### Available data ###

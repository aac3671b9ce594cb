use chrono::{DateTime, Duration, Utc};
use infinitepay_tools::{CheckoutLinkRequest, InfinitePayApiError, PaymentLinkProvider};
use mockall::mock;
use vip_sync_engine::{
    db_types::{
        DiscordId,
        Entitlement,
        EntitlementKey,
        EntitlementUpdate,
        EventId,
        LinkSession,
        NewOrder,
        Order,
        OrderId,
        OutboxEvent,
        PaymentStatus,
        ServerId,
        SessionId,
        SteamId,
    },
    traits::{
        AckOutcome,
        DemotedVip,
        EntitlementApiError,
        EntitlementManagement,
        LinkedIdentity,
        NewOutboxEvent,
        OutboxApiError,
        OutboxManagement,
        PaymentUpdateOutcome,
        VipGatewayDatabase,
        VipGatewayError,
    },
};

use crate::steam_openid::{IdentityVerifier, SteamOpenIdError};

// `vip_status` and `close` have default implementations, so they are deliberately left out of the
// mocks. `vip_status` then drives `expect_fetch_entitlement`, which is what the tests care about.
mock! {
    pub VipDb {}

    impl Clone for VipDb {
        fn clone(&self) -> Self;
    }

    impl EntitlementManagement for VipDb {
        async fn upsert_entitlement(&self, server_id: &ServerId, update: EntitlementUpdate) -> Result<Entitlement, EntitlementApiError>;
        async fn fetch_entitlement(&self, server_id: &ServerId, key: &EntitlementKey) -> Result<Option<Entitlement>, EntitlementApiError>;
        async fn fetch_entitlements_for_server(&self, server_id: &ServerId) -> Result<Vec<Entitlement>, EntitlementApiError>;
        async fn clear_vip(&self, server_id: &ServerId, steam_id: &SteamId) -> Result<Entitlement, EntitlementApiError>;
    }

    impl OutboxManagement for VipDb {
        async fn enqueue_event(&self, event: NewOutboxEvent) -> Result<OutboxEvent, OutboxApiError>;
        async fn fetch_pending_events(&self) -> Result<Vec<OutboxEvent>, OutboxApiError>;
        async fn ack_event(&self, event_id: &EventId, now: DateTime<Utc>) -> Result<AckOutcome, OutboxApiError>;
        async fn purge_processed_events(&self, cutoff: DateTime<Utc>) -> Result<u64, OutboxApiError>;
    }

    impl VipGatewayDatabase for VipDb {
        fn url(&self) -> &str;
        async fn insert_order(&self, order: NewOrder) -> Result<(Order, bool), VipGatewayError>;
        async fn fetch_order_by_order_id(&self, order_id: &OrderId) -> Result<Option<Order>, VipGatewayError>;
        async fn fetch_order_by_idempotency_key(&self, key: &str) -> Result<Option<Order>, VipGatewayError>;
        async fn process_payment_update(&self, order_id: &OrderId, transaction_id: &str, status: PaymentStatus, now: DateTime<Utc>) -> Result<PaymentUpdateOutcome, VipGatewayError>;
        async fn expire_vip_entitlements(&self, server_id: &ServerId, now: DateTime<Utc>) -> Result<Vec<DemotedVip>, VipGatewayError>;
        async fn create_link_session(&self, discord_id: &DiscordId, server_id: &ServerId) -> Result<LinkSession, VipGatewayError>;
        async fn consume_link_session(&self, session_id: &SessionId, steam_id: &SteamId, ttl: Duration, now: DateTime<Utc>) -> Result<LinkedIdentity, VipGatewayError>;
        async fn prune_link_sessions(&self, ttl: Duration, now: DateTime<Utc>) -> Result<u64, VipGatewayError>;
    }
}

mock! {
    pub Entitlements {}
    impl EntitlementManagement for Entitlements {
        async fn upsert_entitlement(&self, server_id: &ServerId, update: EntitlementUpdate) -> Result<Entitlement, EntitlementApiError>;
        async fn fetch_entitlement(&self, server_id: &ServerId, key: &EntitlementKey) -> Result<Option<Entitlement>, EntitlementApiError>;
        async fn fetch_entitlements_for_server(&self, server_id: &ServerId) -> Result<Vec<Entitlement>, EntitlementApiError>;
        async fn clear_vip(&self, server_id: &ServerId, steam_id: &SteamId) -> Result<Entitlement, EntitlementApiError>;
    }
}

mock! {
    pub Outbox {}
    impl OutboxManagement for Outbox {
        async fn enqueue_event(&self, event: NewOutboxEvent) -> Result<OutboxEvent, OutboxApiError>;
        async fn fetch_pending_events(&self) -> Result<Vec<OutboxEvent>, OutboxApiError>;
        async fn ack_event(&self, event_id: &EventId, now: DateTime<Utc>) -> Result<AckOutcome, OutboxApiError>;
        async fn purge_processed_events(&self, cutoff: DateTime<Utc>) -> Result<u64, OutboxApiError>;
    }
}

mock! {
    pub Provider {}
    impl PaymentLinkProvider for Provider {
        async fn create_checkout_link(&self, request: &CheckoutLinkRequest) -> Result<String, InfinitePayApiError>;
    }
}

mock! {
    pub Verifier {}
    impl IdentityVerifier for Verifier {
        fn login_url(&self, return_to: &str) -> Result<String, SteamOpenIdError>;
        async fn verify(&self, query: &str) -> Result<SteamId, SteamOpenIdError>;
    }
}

###

Gather up every line from the listing above in which the word "LinkedIdentity" occurs.

        LinkedIdentity,
        async fn consume_link_session(&self, session_id: &SessionId, steam_id: &SteamId, ttl: Duration, now: DateTime<Utc>) -> Result<LinkedIdentity, VipGatewayError>;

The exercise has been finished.